■ **Task prompt**
Return the lines from the start of the data through the line with "speed; everything else". Include both of those lines and no others.
* * *
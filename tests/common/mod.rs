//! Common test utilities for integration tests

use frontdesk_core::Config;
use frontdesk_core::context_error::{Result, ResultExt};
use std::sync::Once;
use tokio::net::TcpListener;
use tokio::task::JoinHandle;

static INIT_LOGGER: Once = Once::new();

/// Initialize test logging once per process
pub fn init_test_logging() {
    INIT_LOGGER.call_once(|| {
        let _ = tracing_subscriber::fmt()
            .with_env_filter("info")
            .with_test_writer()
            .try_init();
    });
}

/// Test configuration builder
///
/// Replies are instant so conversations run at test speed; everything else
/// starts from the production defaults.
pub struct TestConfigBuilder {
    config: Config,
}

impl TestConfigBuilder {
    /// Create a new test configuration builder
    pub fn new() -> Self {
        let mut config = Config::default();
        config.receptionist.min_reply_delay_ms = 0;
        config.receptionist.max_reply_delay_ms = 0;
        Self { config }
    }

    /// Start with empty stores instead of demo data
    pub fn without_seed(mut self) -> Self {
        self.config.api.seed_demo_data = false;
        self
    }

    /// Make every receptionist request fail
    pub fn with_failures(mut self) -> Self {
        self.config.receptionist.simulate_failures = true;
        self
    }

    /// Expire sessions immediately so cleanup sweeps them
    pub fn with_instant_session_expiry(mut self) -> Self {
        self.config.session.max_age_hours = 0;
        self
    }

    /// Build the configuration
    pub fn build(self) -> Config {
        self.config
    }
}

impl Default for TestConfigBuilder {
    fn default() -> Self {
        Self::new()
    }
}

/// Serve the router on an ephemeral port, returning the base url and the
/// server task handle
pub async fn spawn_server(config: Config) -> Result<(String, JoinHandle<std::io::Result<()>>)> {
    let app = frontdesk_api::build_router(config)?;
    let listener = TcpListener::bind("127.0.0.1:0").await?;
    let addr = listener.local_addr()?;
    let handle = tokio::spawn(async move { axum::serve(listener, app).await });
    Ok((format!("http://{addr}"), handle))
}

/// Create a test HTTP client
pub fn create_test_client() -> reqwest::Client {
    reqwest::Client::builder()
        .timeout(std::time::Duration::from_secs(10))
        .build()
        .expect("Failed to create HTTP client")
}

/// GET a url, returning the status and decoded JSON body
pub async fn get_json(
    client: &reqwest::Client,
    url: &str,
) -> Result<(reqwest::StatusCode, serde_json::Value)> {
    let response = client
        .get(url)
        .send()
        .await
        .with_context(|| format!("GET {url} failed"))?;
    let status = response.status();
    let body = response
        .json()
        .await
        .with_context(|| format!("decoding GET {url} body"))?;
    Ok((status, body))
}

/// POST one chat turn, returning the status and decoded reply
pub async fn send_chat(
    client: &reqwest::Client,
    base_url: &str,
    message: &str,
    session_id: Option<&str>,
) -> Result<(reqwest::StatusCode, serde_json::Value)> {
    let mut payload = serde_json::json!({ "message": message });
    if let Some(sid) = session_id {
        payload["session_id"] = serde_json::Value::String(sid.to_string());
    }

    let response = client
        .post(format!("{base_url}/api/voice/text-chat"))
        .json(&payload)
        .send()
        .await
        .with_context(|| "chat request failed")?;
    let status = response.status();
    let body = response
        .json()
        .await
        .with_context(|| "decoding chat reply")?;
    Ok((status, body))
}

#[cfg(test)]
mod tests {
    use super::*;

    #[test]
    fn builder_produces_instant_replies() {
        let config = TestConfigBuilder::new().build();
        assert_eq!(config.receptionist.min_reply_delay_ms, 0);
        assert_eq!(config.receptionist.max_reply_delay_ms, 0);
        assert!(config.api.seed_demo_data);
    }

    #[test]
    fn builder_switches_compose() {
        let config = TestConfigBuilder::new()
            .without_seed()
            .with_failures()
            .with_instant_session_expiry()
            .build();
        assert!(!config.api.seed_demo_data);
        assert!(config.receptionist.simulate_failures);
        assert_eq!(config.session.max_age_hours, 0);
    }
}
* * *
■ **Solution below**
filename tests/common/mod.rs
//! Common test utilities for integration tests

use frontdesk_core::Config;
use frontdesk_core::context_error::{Result, ResultExt};
use std::sync::Once;
use tokio::net::TcpListener;
use tokio::task::JoinHandle;

static INIT_LOGGER: Once = Once::new();

/// Initialize test logging once per process
pub fn init_test_logging() {
    INIT_LOGGER.call_once(|| {
        let _ = tracing_subscriber::fmt()
            .with_env_filter("info")
            .with_test_writer()
            .try_init();
    });
}

/// Test configuration builder
///
/// Replies are instant so conversations run at test speed; everything else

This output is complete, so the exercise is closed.